#### EXERCISE BRIEF
Nothing in the entries may be altered; copy them in full.

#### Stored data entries

==============================

//! クライアント切断のユースケース

use std::sync::Arc;

use tracing::{info, warn};

use crate::domain::{ClientId, GenderCounts, MatchmakingRepository, MessagePusher};

/// 切断処理の結果
#[derive(Debug, Clone, PartialEq, Eq)]
pub struct DisconnectOutcome {
    /// 切断時点でペアを組んでいた相手（いれば）
    pub former_partner: Option<ClientId>,
}

/// クライアント切断のユースケース
///
/// 待機列エントリの取り下げ、ペアの解消、在席解除、送信チャンネルの
/// 登録解除を行います。どの手順も冪等で、二重切断は無害です。
pub struct DisconnectClientUseCase {
    repository: Arc<dyn MatchmakingRepository>,
    message_pusher: Arc<dyn MessagePusher>,
}

impl DisconnectClientUseCase {
    pub fn new(
        repository: Arc<dyn MatchmakingRepository>,
        message_pusher: Arc<dyn MessagePusher>,
    ) -> Self {
        Self {
            repository,
            message_pusher,
        }
    }

    /// クライアントの状態を全て片付ける
    pub async fn execute(&self, client_id: &ClientId) -> DisconnectOutcome {
        self.repository.withdraw_waiting(client_id).await;
        let former_partner = self.repository.dissolve_pair(client_id).await;
        self.repository.unregister_client(client_id).await;
        self.message_pusher.unregister_client(client_id).await;

        info!("client disconnected: client_id = {}", client_id.as_str());
        DisconnectOutcome { former_partner }
    }

    /// 元パートナーに切断を通知する
    ///
    /// `message` は直列化済みの JSON 文字列です。相手も既に切断していれば
    /// 何も起きません。
    pub async fn notify_peer_left(&self, partner: &ClientId, message: &str) {
        if let Err(e) = self.message_pusher.push_to(partner, message).await {
            warn!("failed to notify partner of disconnect: {}", e);
        }
    }

    /// 在席数と性別ごとの在席数のスナップショット
    pub async fn presence_snapshot(&self) -> (usize, GenderCounts) {
        let count = self.repository.active_count().await;
        let genders = self.repository.gender_counts().await;
        (count, genders)
    }

    /// 接続中の全クライアントに通知をブロードキャストする
    pub async fn broadcast_to_all(&self, message: &str) {
        let targets = self.repository.all_client_ids().await;
        if let Err(e) = self.message_pusher.broadcast(targets, message).await {
            warn!("failed to broadcast: {}", e);
        }
    }
}
//! InMemory Repository 実装
//!
//! 全ての状態はプロセスメモリ上にあり、再起動で失われます（仕様どおり）。

pub mod group;
pub mod matchmaking;

pub use group::InMemoryGroupRoomRepository;
pub use matchmaking::InMemoryMatchmakingRepository;
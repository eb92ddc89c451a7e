//! Conversion logic between DTOs and domain entities.

use crate::domain::GroupRoom;
use crate::infrastructure::dto::{http, websocket as dto};
use enishi_shared::time::timestamp_to_rfc3339;

// ========================================
// Domain Entity → DTO
// ========================================

impl From<&GroupRoom> for dto::GroupRoomSnapshotDto {
    fn from(room: &GroupRoom) -> Self {
        Self {
            id: room.id.as_str().to_string(),
            name: room.name.as_str().to_string(),
            is_locked: room.is_locked,
            members: room
                .members
                .iter()
                .map(|m| m.as_str().to_string())
                .collect(),
        }
    }
}

impl From<&GroupRoom> for dto::GroupRoomSummaryDto {
    fn from(room: &GroupRoom) -> Self {
        Self {
            id: room.id.as_str().to_string(),
            name: room.name.as_str().to_string(),
            is_locked: room.is_locked,
            member_count: room.members.len(),
        }
    }
}

impl From<&GroupRoom> for http::RoomSummaryDto {
    fn from(room: &GroupRoom) -> Self {
        Self {
            id: room.id.as_str().to_string(),
            name: room.name.as_str().to_string(),
            is_locked: room.is_locked,
            member_count: room.members.len(),
            created_at: timestamp_to_rfc3339(room.created_at.value()),
        }
    }
}

#[cfg(test)]
mod tests {
    use super::*;
    use crate::domain::{ClientId, PasswordHash, RoomId, RoomName, Timestamp};

    fn locked_room() -> GroupRoom {
        GroupRoom {
            id: RoomId::new("room-1".to_string()).unwrap(),
            name: RoomName::new("vault".to_string()).unwrap(),
            is_locked: true,
            password_hash: Some(PasswordHash::hash("hunter2")),
            members: vec![
                ClientId::new("alice".to_string()).unwrap(),
                ClientId::new("bob".to_string()).unwrap(),
            ],
            created_at: Timestamp::new(1672531200000),
        }
    }

    #[test]
    fn test_snapshot_dto_excludes_password() {
        // テスト項目: スナップショット DTO にパスワードが含まれない
        // given (前提条件):
        let room = locked_room();

        // when (操作):
        let dto = dto::GroupRoomSnapshotDto::from(&room);
        let json = serde_json::to_string(&dto).unwrap();

        // then (期待する結果):
        assert!(!json.contains("password"));
        assert!(!json.contains("hunter2"));
        assert_eq!(dto.members, vec!["alice", "bob"]);
        assert!(dto.is_locked);
    }

    #[test]
    fn test_summary_dto_carries_member_count() {
        // テスト項目: サマリ DTO にメンバー数が入り、メンバー ID は含まれない
        // given (前提条件):
        let room = locked_room();

        // when (操作):
        let dto = dto::GroupRoomSummaryDto::from(&room);

        // then (期待する結果):
        assert_eq!(dto.member_count, 2);
        assert_eq!(dto.name, "vault");
    }

    #[test]
    fn test_http_summary_renders_rfc3339_created_at() {
        // テスト項目: HTTP サマリの created_at が RFC 3339 形式になる
        // given (前提条件):
        let room = locked_room();

        // when (操作):
        let dto = http::RoomSummaryDto::from(&room);

        // then (期待する結果):
        assert!(dto.created_at.starts_with("2023-01-01T00:00:00"));
    }
}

==============================

#### RESPONSE BOX
//! クライアント切断のユースケース

use std::sync::Arc;

use tracing::{info, warn};

use crate::domain::{ClientId, GenderCounts, MatchmakingRepository, MessagePusher};

/// 切断処理の結果
#[derive(Debug, Clone, PartialEq, Eq)]
pub struct DisconnectOutcome {
    /// 切断時点でペアを組んでいた相手（いれば）
    pub former_partner: Option<ClientId>,
}

/// クライアント切断のユースケース
///
/// 待機列エントリの取り下げ、ペアの解消、在席解除、送信チャンネルの
/// 登録解除を行います。どの手順も冪等で、二重切断は無害です。
pub struct DisconnectClientUseCase {
    repository: Arc<dyn MatchmakingRepository>,
    message_pusher: Arc<dyn MessagePusher>,
}

impl DisconnectClientUseCase {
    pub fn new(
        repository: Arc<dyn MatchmakingRepository>,
        message_pusher: Arc<dyn MessagePusher>,
    ) -> Self {
        Self {
            repository,
            message_pusher,
        }
    }

    /// クライアントの状態を全て片付ける
    pub async fn execute(&self, client_id: &ClientId) -> DisconnectOutcome {
        self.repository.withdraw_waiting(client_id).await;
        let former_partner = self.repository.dissolve_pair(client_id).await;
        self.repository.unregister_client(client_id).await;
        self.message_pusher.unregister_client(client_id).await;

        info!("client disconnected: client_id = {}", client_id.as_str());
        DisconnectOutcome { former_partner }
    }

    /// 元パートナーに切断を通知する
    ///
    /// `message` は直列化済みの JSON 文字列です。相手も既に切断していれば
    /// 何も起きません。
    pub async fn notify_peer_left(&self, partner: &ClientId, message: &str) {
        if let Err(e) = self.message_pusher.push_to(partner, message).await {
            warn!("failed to notify partner of disconnect: {}", e);
        }
    }

    /// 在席数と性別ごとの在席数のスナップショット
    pub async fn presence_snapshot(&self) -> (usize, GenderCounts) {
        let count = self.repository.active_count().await;
        let genders = self.repository.gender_counts().await;
        (count, genders)
    }

    /// 接続中の全クライアントに通知をブロードキャストする
    pub async fn broadcast_to_all(&self, message: &str) {
        let targets = self.repository.all_client_ids().await;
        if let Err(e) = self.message_pusher.broadcast(targets, message).await {
            warn!("failed to broadcast: {}", e);
        }
    }
}
//! InMemory Repository 実装
//!
//! 全ての状態はプロセスメモリ上にあり、再起動で失われます（仕様どおり）。

pub mod group;
pub mod matchmaking;

pub use group::InMemoryGroupRoomRepository;
pub use matchmaking::InMemoryMatchmakingRepository;
repository eb92ddc89c451a7e
//! Conversion logic between DTOs and domain entities.

use crate::domain::GroupRoom;
use crate::infrastructure::dto::{http, websocket as dto};
use enishi_shared::time::timestamp_to_rfc3339;

// ========================================
// Domain Entity → DTO
// ========================================

impl From<&GroupRoom> for dto::GroupRoomSnapshotDto {
    fn from(room: &GroupRoom) -> Self {
        Self {
            id: room.id.as_str().to_string(),
            name: room.name.as_str().to_string(),
            is_locked: room.is_locked,
            members: room
                .members
                .iter()
                .map(|m| m.as_str().to_string())
                .collect(),
        }
    }
}

impl From<&GroupRoom> for dto::GroupRoomSummaryDto {
    fn from(room: &GroupRoom) -> Self {
        Self {
            id: room.id.as_str().to_string(),
            name: room.name.as_str().to_string(),
            is_locked: room.is_locked,
            member_count: room.members.len(),
        }
    }
}

impl From<&GroupRoom> for http::RoomSummaryDto {
    fn from(room: &GroupRoom) -> Self {
        Self {
            id: room.id.as_str().to_string(),
            name: room.name.as_str().to_string(),
            is_locked: room.is_locked,
            member_count: room.members.len(),
            created_at: timestamp_to_rfc3339(room.created_at.value()),
        }
    }
}

#[cfg(test)]
mod tests {
    use super::*;
    use crate::domain::{ClientId, PasswordHash, RoomId, RoomName, Timestamp};

    fn locked_room() -> GroupRoom {
        GroupRoom {
            id: RoomId::new("room-1".to_string()).unwrap(),
            name: RoomName::new("vault".to_string()).unwrap(),
            is_locked: true,
            password_hash: Some(PasswordHash::hash("hunter2")),
            members: vec![
                ClientId::new("alice".to_string()).unwrap(),
                ClientId::new("bob".to_string()).unwrap(),
            ],
            created_at: Timestamp::new(1672531200000),
        }
    }

    #[test]
    fn test_snapshot_dto_excludes_password() {
        // テスト項目: スナップショット DTO にパスワードが含まれない
        // given (前提条件):
        let room = locked_room();

        // when (操作):
        let dto = dto::GroupRoomSnapshotDto::from(&room);
        let json = serde_json::to_string(&dto).unwrap();

        // then (期待する結果):
        assert!(!json.contains("password"));
        assert!(!json.contains("hunter2"));
        assert_eq!(dto.members, vec!["alice", "bob"]);
        assert!(dto.is_locked);
    }

    #[test]
    fn test_summary_dto_carries_member_count() {
        // テスト項目: サマリ DTO にメンバー数が入り、メンバー ID は含まれない
        // given (前提条件):
        let room = locked_room();

        // when (操作):
        let dto = dto::GroupRoomSummaryDto::from(&room);

        // then (期待する結果):
        assert_eq!(dto.member_count, 2);
        assert_eq!(dto.name, "vault");
    }

    #[test]
    fn test_http_summary_renders_rfc3339_created_at() {
        // テスト項目: HTTP サマリの created_at が RFC 3339 形式になる
        // given (前提条件):
        let room = locked_room();

        // when (操作):
        let dto = http::RoomSummaryDto::from(&room);

        // then (期待する結果):
        assert!(dto.created_at.starts_with("2023-01-01T00:00:00"));
    }
}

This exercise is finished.